### TASK ITEM
From the entries below, copy every line that holds the word "None".

### AVAILABLE DATA

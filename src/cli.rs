//! # Depositor CLI
use crate::{
    config::{ChainConfig, DepositorConfig},
    orchestrator::Orchestrator,
    spawn::try_spawn_with_args,
    types::{Phase, Session},
};
use alloy::primitives::{Address, ChainId};
use clap::{Parser, Subcommand, ValueEnum};
use eyre::OptionExt;
use std::{fmt::Write, path::PathBuf};
use url::Url;

/// Looks up gifts held in escrow and funds them.
#[derive(Debug, Parser)]
#[command(author, about = "Gift depositor", long_about = None)]
pub struct Args {
    /// The configuration file.
    ///
    /// If missing, a default one will be used and stored in the working directory under
    /// `depositor.yaml`.
    #[arg(long, value_name = "CONFIG", env = "DEPOSITOR_CONFIG", default_value = "depositor.yaml")]
    pub config: PathBuf,
    /// Use the Somnia mainnet preset instead of the testnet one.
    #[arg(long, default_value_t = false)]
    pub mainnet: bool,
    /// The RPC endpoint of the chain.
    ///
    /// Must be a valid HTTP or HTTPS URL pointing to an Ethereum JSON-RPC endpoint.
    #[arg(long, value_name = "RPC_ENDPOINT")]
    pub endpoint: Option<Url>,
    /// The chain id the endpoint is expected to report.
    #[arg(long = "chain-id", value_name = "CHAIN_ID")]
    pub chain_id: Option<ChainId>,
    /// The address of the gift escrow contract.
    #[arg(long, value_name = "ADDRESS")]
    pub contract: Option<Address>,
    /// The secret key to sign deposits with.
    #[arg(long = "secret-key", value_name = "SECRET_KEY", env = "DEPOSITOR_SK", hide_env_values = true)]
    pub secret_key: Option<String>,
    /// What to do.
    #[command(subcommand)]
    pub command: Command,
}

/// Depositor commands.
#[derive(Debug, Clone, Subcommand)]
pub enum Command {
    /// Looks up a gift and prints its details.
    Lookup {
        /// The gift code.
        code: String,
        /// Copies an address of the gift to the clipboard.
        #[arg(long, value_enum, value_name = "WHAT")]
        copy: Option<CopyTarget>,
    },
    /// Looks up a gift and deposits into it.
    Deposit {
        /// The gift code.
        code: String,
    },
}

/// Address that `--copy` copies.
#[derive(Debug, Clone, Copy, PartialEq, Eq, ValueEnum)]
pub enum CopyTarget {
    /// The recipient of the gift.
    Recipient,
    /// The token of the gift.
    Asset,
    /// The account that funded the gift.
    Depositor,
}

impl Args {
    /// Runs the command.
    pub async fn run(self) -> eyre::Result<()> {
        let orchestrator = try_spawn_with_args(&self, &self.config).await?;

        match self.command {
            Command::Lookup { code, copy } => lookup(&orchestrator, &code, copy).await,
            Command::Deposit { code } => deposit(&orchestrator, &code).await,
        }
    }

    /// Merges [`Args`] values into an existing [`DepositorConfig`] instance.
    pub fn merge_depositor_config(&self, mut config: DepositorConfig) -> DepositorConfig {
        if self.mainnet {
            config = config.with_chain(ChainConfig::somnia_mainnet());
        }
        if let Some(endpoint) = &self.endpoint {
            config = config.with_endpoint(endpoint.clone());
        }
        if let Some(chain_id) = self.chain_id {
            config = config.with_chain_id(chain_id);
        }
        if let Some(contract) = self.contract {
            config = config.with_gift_contract(contract);
        }
        config.with_signer_key(self.secret_key.clone())
    }
}

async fn lookup(
    orchestrator: &Orchestrator,
    code: &str,
    copy: Option<CopyTarget>,
) -> eyre::Result<()> {
    orchestrator.submit_lookup(code);
    let session = orchestrator.settled().await;
    if let Some(err) = &session.error {
        eyre::bail!("{err}");
    }

    print!("{}", render_gift(&session));

    if let Some(target) = copy {
        let gift = session.gift.as_ref().ok_or_eyre("no gift")?;
        let address = match target {
            CopyTarget::Recipient => gift.recipient,
            CopyTarget::Asset => gift.asset,
            CopyTarget::Depositor => {
                gift.has_depositor().then_some(gift.depositor).ok_or_eyre("gift has no depositor")?
            }
        };
        if orchestrator.copy_address_to_clipboard(&address.to_checksum(None)) {
            println!("Copied {address}");
        }
    }

    Ok(())
}

async fn deposit(orchestrator: &Orchestrator, code: &str) -> eyre::Result<()> {
    orchestrator.submit_lookup(code);
    let session = orchestrator.settled().await;
    if let Some(err) = &session.error {
        eyre::bail!("{err}");
    }
    print!("{}", render_gift(&session));

    let mut rx = orchestrator.subscribe();
    orchestrator.submit_deposit();

    let mut phase = session.phase;
    loop {
        let session = rx.borrow_and_update().clone();
        if session.phase != phase {
            phase = session.phase;
            println!("{}", render_phase(&session));
        }

        if session.phase.is_settled() {
            return match session.error {
                Some(err) => Err(eyre::eyre!("{err}")),
                None => Ok(()),
            };
        }

        rx.changed().await?;
    }
}

/// Renders the gift of `session`.
pub fn render_gift(session: &Session) -> String {
    let mut out = String::new();
    let (Some(gift), Some(asset)) = (&session.gift, &session.asset) else {
        return out;
    };

    let _ = writeln!(out, "Amount:    {}", asset.display_amount(gift.amount));
    if let Some(token) = asset.path.token() {
        let _ = writeln!(out, "Token:     {token}");
    }
    if gift.has_recipient() {
        let _ = writeln!(out, "Recipient: {}", gift.recipient);
    }
    if gift.has_depositor() {
        let _ = writeln!(out, "Depositor: {}", gift.depositor);
    }
    if gift.deposited {
        let _ = writeln!(out, "This gift has already been deposited");
    }
    out
}

/// Renders a phase change of `session`.
pub fn render_phase(session: &Session) -> String {
    match session.phase {
        Phase::CheckingAllowance => "Checking allowance...".to_string(),
        Phase::Approving => "Approve the token in your wallet...".to_string(),
        Phase::AwaitingApprovalFinality => match &session.approval_tx {
            Some(tx) => format!("Waiting for approval {}", tx.explorer_url),
            None => "Waiting for approval...".to_string(),
        },
        Phase::Depositing => "Confirm the deposit in your wallet...".to_string(),
        Phase::AwaitingDepositFinality => match &session.deposit_tx {
            Some(tx) => format!("Waiting for deposit {}", tx.explorer_url),
            None => "Waiting for deposit...".to_string(),
        },
        Phase::Success => "Gift deposited successfully!".to_string(),
        phase => match &session.error {
            Some(err) => format!("{phase}: {err}"),
            None => phase.to_string(),
        },
    }
}
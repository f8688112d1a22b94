//! Payment-event processing core of a paywall gateway.
//!
//! This crate mediates two payment rails — a card-processor "fiat" rail and
//! a stablecoin "crypto" rail — and guarantees reliable delivery of
//! payment-outcome events to merchant webhook endpoints.
//!
//! # Architecture
//!
//! Ingress flows through defense-in-depth layers (rate limiting, idempotency
//! replay) into the control-plane facade, which drives the quote engine, the
//! rail verifiers, and the settlement recorder. Settled payments fan into a
//! persistent webhook queue drained by a long-running worker with
//! exponential backoff and a dead-letter tier. Observability hooks fire at
//! every boundary.
//!
//! # Modules
//!
//! - [`types`] — domain model: products, coupons, quotes, payments,
//!   subscriptions, queue rows.
//! - [`error`] — the error taxonomy with machine-readable codes and
//!   retryability.
//! - [`store`] — the storage contract and the in-memory reference backend.
//! - [`cache`] — read-through / write-through catalog cache with TTL and a
//!   card-price secondary index.
//! - [`rate_limit`] — three-tier token-bucket limiter with API-key tier
//!   bypass.
//! - [`circuit_breaker`] — named per-service breakers with half-open probes.
//! - [`idempotency`] — caller-keyed response replay.
//! - [`retry`] — bounded retry with transient-error classification.
//! - [`quote`] — quote minting, coupon stacking, and quote consumption.
//! - [`settlement`] — atomic payment admission keyed on proof signature.
//! - [`webhook`] — persistent delivery queue: enqueuer and worker.
//! - [`subscription`] — reconciliation of external subscription lifecycles.
//! - [`verifier`] — collaborator interfaces for the chain verifier and the
//!   card rail.
//! - [`gateway`] — the control-plane facade.
//! - [`handlers`] — the axum HTTP surface.
//! - [`events`] — merchant-facing payment/refund events and event ids.
//! - [`hooks`] — the observability bus.
//! - [`config`] — environment-driven configuration.
//! - [`clock`] — injectable time source.

pub mod cache;
pub mod circuit_breaker;
pub mod clock;
pub mod config;
pub mod error;
pub mod events;
pub mod gateway;
pub mod handlers;
pub mod hooks;
pub mod idempotency;
pub mod quote;
pub mod rate_limit;
pub mod retry;
pub mod settlement;
pub mod sig_down;
pub mod store;
pub mod subscription;
pub mod telemetry;
pub mod types;
pub mod util;
pub mod verifier;
pub mod webhook;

### SOLUTION
#[command(author, about = "Gift depositor", long_about = None)]
        if orchestrator.copy_address_to_clipboard(&address.to_checksum(None)) {
                None => Ok(()),
            None => "Waiting for approval...".to_string(),
            None => "Waiting for deposit...".to_string(),
            None => phase.to_string(),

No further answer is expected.